> **AIM OF THE EXERCISE**: Exactly as they stand, set down the following records once more.

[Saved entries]
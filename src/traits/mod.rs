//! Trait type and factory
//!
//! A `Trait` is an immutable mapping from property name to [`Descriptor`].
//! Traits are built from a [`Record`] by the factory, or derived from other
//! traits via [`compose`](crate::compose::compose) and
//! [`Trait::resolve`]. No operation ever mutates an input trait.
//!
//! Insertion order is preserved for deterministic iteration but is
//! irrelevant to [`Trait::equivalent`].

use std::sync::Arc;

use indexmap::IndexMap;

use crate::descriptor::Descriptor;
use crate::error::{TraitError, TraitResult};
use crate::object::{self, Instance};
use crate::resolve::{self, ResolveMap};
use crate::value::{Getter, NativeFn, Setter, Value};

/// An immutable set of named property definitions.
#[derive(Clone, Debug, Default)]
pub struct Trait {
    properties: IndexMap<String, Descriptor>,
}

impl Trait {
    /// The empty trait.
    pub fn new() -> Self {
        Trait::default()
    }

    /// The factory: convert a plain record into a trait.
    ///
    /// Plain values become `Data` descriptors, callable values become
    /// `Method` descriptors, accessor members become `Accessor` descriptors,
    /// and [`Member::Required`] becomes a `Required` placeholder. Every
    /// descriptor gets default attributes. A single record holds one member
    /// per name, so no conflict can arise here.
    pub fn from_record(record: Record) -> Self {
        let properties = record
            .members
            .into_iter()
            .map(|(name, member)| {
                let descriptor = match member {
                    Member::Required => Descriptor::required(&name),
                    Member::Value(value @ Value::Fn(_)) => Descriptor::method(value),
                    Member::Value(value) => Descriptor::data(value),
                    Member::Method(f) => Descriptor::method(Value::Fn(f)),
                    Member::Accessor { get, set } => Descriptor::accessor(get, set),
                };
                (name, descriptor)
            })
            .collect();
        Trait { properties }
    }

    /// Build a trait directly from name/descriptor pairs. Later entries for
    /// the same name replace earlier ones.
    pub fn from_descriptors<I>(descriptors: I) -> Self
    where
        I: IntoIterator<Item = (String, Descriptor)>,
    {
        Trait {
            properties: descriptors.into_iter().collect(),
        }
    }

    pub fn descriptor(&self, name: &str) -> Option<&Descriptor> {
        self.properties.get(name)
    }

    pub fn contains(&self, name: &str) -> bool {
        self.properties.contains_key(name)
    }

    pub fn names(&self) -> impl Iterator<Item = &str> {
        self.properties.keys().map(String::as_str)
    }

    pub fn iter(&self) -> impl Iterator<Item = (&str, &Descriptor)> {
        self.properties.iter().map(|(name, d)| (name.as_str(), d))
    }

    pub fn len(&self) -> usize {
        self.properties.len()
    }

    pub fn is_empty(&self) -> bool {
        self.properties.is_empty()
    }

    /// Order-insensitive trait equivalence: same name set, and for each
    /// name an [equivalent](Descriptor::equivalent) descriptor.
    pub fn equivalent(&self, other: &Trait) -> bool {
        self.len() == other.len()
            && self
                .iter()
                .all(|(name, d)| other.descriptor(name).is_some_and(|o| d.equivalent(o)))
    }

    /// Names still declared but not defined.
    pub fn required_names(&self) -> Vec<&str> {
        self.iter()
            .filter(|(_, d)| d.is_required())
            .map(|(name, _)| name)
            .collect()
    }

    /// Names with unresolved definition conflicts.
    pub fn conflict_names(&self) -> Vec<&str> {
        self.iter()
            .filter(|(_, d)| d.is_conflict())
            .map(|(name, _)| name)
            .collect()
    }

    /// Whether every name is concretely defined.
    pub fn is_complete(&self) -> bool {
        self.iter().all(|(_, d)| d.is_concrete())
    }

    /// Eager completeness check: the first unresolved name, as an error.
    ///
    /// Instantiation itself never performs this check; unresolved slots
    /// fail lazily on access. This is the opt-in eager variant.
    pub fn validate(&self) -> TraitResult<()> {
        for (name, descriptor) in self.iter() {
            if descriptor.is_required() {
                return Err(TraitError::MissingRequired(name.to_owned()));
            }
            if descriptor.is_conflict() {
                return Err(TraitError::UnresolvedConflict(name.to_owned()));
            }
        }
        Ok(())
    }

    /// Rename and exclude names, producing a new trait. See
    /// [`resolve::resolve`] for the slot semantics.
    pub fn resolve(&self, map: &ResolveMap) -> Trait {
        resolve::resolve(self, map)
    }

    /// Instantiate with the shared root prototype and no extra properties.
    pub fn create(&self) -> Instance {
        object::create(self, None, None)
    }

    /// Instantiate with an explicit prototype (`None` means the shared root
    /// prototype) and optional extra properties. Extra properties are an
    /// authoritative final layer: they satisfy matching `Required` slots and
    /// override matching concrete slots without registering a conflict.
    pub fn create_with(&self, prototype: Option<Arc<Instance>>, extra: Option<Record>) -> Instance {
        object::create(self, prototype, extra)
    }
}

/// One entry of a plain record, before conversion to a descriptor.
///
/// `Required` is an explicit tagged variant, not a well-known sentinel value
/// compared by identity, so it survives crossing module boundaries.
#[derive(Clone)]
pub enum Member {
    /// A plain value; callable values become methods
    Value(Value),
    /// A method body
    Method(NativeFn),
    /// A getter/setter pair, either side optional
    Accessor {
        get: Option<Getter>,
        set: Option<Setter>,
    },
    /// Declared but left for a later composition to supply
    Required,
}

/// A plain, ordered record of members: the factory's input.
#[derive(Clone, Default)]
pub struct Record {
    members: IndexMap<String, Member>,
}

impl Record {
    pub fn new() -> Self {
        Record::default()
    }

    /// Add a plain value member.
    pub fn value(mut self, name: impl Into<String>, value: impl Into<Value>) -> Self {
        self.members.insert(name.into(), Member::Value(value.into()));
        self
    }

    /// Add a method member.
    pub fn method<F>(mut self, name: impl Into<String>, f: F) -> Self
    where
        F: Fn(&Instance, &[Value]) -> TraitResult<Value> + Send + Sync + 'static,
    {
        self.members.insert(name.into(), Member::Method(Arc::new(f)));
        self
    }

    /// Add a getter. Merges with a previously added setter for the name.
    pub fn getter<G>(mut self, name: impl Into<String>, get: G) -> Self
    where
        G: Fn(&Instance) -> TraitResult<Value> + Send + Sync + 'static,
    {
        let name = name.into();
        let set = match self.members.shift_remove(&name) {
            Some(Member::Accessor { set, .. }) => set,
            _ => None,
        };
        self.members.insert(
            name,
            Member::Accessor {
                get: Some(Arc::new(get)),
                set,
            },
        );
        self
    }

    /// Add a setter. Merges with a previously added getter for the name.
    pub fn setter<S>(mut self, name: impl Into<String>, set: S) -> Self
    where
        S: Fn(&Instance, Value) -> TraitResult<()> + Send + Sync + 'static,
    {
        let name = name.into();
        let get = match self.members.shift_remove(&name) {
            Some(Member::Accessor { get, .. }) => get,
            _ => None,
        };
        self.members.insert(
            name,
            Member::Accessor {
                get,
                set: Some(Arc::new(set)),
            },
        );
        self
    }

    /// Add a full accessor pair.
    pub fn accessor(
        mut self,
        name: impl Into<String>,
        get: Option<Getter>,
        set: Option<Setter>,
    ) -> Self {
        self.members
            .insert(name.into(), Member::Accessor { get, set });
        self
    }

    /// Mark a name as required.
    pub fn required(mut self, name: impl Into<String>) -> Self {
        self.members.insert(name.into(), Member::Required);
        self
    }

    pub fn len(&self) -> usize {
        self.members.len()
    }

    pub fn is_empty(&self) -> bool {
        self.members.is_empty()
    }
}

> **YOUR RESPONSE**:
filename src/traits/mod.rs
//! Trait type and factory
//!
//! A `Trait` is an immutable mapping from property name to [`Descriptor`].
//! Traits are built from a [`Record`] by the factory, or derived from other
//! traits via [`compose`](crate::compose::compose) and
//! [`Trait::resolve`]. No operation ever mutates an input trait.
//!
//! Insertion order is preserved for deterministic iteration but is
//! irrelevant to [`Trait::equivalent`].

use std::sync::Arc;

use indexmap::IndexMap;

use crate::descriptor::Descriptor;
use crate::error::{TraitError, TraitResult};
use crate::object::{self, Instance};
use crate::resolve::{self, ResolveMap};
use crate::value::{Getter, NativeFn, Setter, Value};

/// An immutable set of named property definitions.
#[derive(Clone, Debug, Default)]
pub struct Trait {
    properties: IndexMap<String, Descriptor>,
}

impl Trait {
    /// The empty trait.
    pub fn new() -> Self {
        Trait::default()
    }

    /// The factory: convert a plain record into a trait.
    ///
    /// Plain values become `Data` descriptors, callable values become
    /// `Method` descriptors, accessor members become `Accessor` descriptors,
    /// and [`Member::Required`] becomes a `Required` placeholder. Every
    /// descriptor gets default attributes. A single record holds one member
    /// per name, so no conflict can arise here.
    pub fn from_record(record: Record) -> Self {
        let properties = record
            .members
            .into_iter()
            .map(|(name, member)| {
                let descriptor = match member {
                    Member::Required => Descriptor::required(&name),
                    Member::Value(value @ Value::Fn(_)) => Descriptor::method(value),
                    Member::Value(value) => Descriptor::data(value),
                    Member::Method(f) => Descriptor::method(Value::Fn(f)),
                    Member::Accessor { get, set } => Descriptor::accessor(get, set),
                };
                (name, descriptor)
            })
            .collect();
        Trait { properties }
    }

    /// Build a trait directly from name/descriptor pairs. Later entries for
    /// the same name replace earlier ones.
    pub fn from_descriptors<I>(descriptors: I) -> Self
    where
        I: IntoIterator<Item = (String, Descriptor)>,
    {
        Trait {
            properties: descriptors.into_iter().collect(),
        }
    }

    pub fn descriptor(&self, name: &str) -> Option<&Descriptor> {
        self.properties.get(name)
    }

    pub fn contains(&self, name: &str) -> bool {
        self.properties.contains_key(name)
    }

    pub fn names(&self) -> impl Iterator<Item = &str> {
        self.properties.keys().map(String::as_str)
    }

    pub fn iter(&self) -> impl Iterator<Item = (&str, &Descriptor)> {
        self.properties.iter().map(|(name, d)| (name.as_str(), d))
    }

    pub fn len(&self) -> usize {
        self.properties.len()
    }

    pub fn is_empty(&self) -> bool {
        self.properties.is_empty()
    }

    /// Order-insensitive trait equivalence: same name set, and for each
    /// name an [equivalent](Descriptor::equivalent) descriptor.
    pub fn equivalent(&self, other: &Trait) -> bool {
        self.len() == other.len()
            && self
                .iter()
                .all(|(name, d)| other.descriptor(name).is_some_and(|o| d.equivalent(o)))
    }

    /// Names still declared but not defined.
    pub fn required_names(&self) -> Vec<&str> {
        self.iter()
            .filter(|(_, d)| d.is_required())
            .map(|(name, _)| name)
            .collect()
    }

    /// Names with unresolved definition conflicts.
    pub fn conflict_names(&self) -> Vec<&str> {
        self.iter()
            .filter(|(_, d)| d.is_conflict())
            .map(|(name, _)| name)
            .collect()
    }

    /// Whether every name is concretely defined.
    pub fn is_complete(&self) -> bool {
        self.iter().all(|(_, d)| d.is_concrete())
    }

    /// Eager completeness check: the first unresolved name, as an error.
    ///
    /// Instantiation itself never performs this check; unresolved slots
    /// fail lazily on access. This is the opt-in eager variant.
    pub fn validate(&self) -> TraitResult<()> {
        for (name, descriptor) in self.iter() {
            if descriptor.is_required() {
                return Err(TraitError::MissingRequired(name.to_owned()));
            }
            if descriptor.is_conflict() {
                return Err(TraitError::UnresolvedConflict(name.to_owned()));
            }
        }
        Ok(())
    }

    /// Rename and exclude names, producing a new trait. See
    /// [`resolve::resolve`] for the slot semantics.
    pub fn resolve(&self, map: &ResolveMap) -> Trait {
        resolve::resolve(self, map)
    }

    /// Instantiate with the shared root prototype and no extra properties.
    pub fn create(&self) -> Instance {
        object::create(self, None, None)
    }

    /// Instantiate with an explicit prototype (`None` means the shared root
    /// prototype) and optional extra properties. Extra properties are an
    /// authoritative final layer: they satisfy matching `Required` slots and
    /// override matching concrete slots without registering a conflict.
    pub fn create_with(&self, prototype: Option<Arc<Instance>>, extra: Option<Record>) -> Instance {
        object::create(self, prototype, extra)
    }
}

/// One entry of a plain record, before conversion to a descriptor.
///
/// `Required` is an explicit tagged variant, not a well-known sentinel value
/// compared by identity, so it survives crossing module boundaries.
#[derive(Clone)]
pub enum Member {
    /// A plain value; callable values become methods
    Value(Value),
    /// A method body
    Method(NativeFn),
    /// A getter/setter pair, either side optional
    Accessor {
        get: Option<Getter>,
        set: Option<Setter>,
    },
    /// Declared but left for a later composition to supply
    Required,
}

/// A plain, ordered record of members: the factory's input.
#[derive(Clone, Default)]
pub struct Record {
    members: IndexMap<String, Member>,
}

impl Record {
    pub fn new() -> Self {
        Record::default()
    }

    /// Add a plain value member.
    pub fn value(mut self, name: impl Into<String>, value: impl Into<Value>) -> Self {
        self.members.insert(name.into(), Member::Value(value.into()));
        self
    }

    /// Add a method member.
    pub fn method<F>(mut self, name: impl Into<String>, f: F) -> Self
    where
        F: Fn(&Instance, &[Value]) -> TraitResult<Value> + Send + Sync + 'static,
    {
        self.members.insert(name.into(), Member::Method(Arc::new(f)));
        self
    }

    /// Add a getter. Merges with a previously added setter for the name.
    pub fn getter<G>(mut self, name: impl Into<String>, get: G) -> Self
    where
        G: Fn(&Instance) -> TraitResult<Value> + Send + Sync + 'static,
    {
        let name = name.into();
        let set = match self.members.shift_remove(&name) {
            Some(Member::Accessor { set, .. }) => set,
            _ => None,
        };
        self.members.insert(
            name,
            Member::Accessor {
                get: Some(Arc::new(get)),
                set,
            },
        );
        self
    }

    /// Add a setter. Merges with a previously added getter for the name.
    pub fn setter<S>(mut self, name: impl Into<String>, set: S) -> Self
    where
        S: Fn(&Instance, Value) -> TraitResult<()> + Send + Sync + 'static,
    {
        let name = name.into();
        let get = match self.members.shift_remove(&name) {
            Some(Member::Accessor { get, .. }) => get,
            _ => None,
        };
        self.members.insert(
            name,
            Member::Accessor {
                get,
                set: Some(Arc::new(set)),
            },
        );
        self
    }

    /// Add a full accessor pair.
    pub fn accessor(
        mut self,
        name: impl Into<String>,
        get: Option<Getter>,
        set: Option<Setter>,
    ) -> Self {
        self.members
            .insert(name.into(), Member::Accessor { get, set });
        self
    }

    /// Mark a name as required.
    pub fn required(mut self, name: impl Into<String>) -> Self {
        self.members.insert(name.into(), Member::Required);
        self
    }

    pub fn len(&self) -> usize {
        self.members.len()
    }

    pub fn is_empty(&self) -> bool {
        self.members.is_empty()
    }
}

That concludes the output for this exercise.